La compañía se había comprometido públicamente a ser carbono negativa para 2030 y a eliminar históricamente todas sus emisiones desde su fundación para 2050. Sin embargo, la demanda de capacidad de cálculo para productos de IA generativa ha obligado a Microsoft a acelerar la construcción de centros de datos a un ritmo que triplica las proyecciones internas de hace apenas dos años.
Ejecutivos de Microsoft han reconocido internamente, según documentos internos a los que tuvo acceso GeekWire, que el crecimiento de la carga de trabajo de inteligencia artificial hace prácticamente imposible cumplir los plazos originales sin comprometer la calidad del servicio.

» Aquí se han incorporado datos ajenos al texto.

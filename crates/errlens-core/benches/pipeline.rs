//! Benchmarks for the deterministic half of the pipeline
//! Run: cargo bench -p errlens-core --bench pipeline

use criterion::{criterion_group, criterion_main, BenchmarkId, Criterion, Throughput};
use errlens_core::chunker::Chunker;
use errlens_core::{Deduplicator, LogParser, Normalizer};
use std::hint::black_box;

const LINES: &[&str] = &[
    "2024-01-15 10:30:45 ERROR [database] Connection timeout after 30 seconds to database server db-prod-01:5432",
    "2024-01-15 10:30:46 INFO [api] GET /api/users/123 served in 12ms",
    "2024-01-15 10:30:47 WARN [cache] Redis latency 250ms on 10.0.0.7:6379",
    "2024-01-15 10:30:48 ERROR [payment] IllegalStateException: card processor unavailable",
    "    at com.shop.Payment.charge(Payment.java:88)",
    "Feb 10 14:30:45 server-01 sshd[12345]: Failed password for invalid user admin from 10.0.0.1 port 22",
    "[Tue Feb 10 14:30:45 2026] [error] [client 192.168.1.100] Failed to connect to database: connection refused",
    "2024-01-15 10:31:30 CRITICAL [kernel] Out of memory: killed process 4411",
];

fn sample_log(lines: usize) -> String {
    (0..lines)
        .map(|i| LINES[i % LINES.len()])
        .collect::<Vec<_>>()
        .join("\n")
}

fn bench_parse(c: &mut Criterion) {
    let parser = LogParser::default();
    let mut group = c.benchmark_group("parse");

    for size in [100, 1_000, 10_000] {
        let text = sample_log(size);
        group.throughput(Throughput::Elements(size as u64));
        group.bench_with_input(BenchmarkId::from_parameter(size), &text, |b, text| {
            b.iter(|| parser.parse(black_box(text)))
        });
    }

    group.finish();
}

fn bench_chunk_and_dedup(c: &mut Criterion) {
    let entries = LogParser::default().parse(&sample_log(10_000));
    let chunker = Chunker::new(500);
    let dedup = Deduplicator::default();

    c.bench_function("chunk_10k", |b| b.iter(|| chunker.chunk(black_box(&entries))));

    c.bench_function("chunk_dedup_10k", |b| {
        b.iter(|| dedup.deduplicate(chunker.chunk(black_box(&entries))))
    });
}

fn bench_normalize(c: &mut Criterion) {
    let normalizer = Normalizer::default();

    c.bench_function("normalize_line", |b| {
        b.iter(|| normalizer.normalize(black_box(LINES[0])))
    });
}

criterion_group!(benches, bench_parse, bench_chunk_and_dedup, bench_normalize);
criterion_main!(benches);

La opción de comprar créditos de carbono de terceros está sobre la mesa, aunque la dirección ha expresado reticencias por considerar la práctica insuficiente.
La revelación ha provocado reacciones adversas de organizaciones ambientales. Greenpeace señaló que confiar en los centros de datos de Microsoft para alimentar sus modelos de inteligencia artificial mientras se abandona la sostenibilidad equivaldría a utilizar la retórica climática como marketing sin sustento operativo. La compañía no ha realizado declaraciones públicas formales sobre el contenido del informe.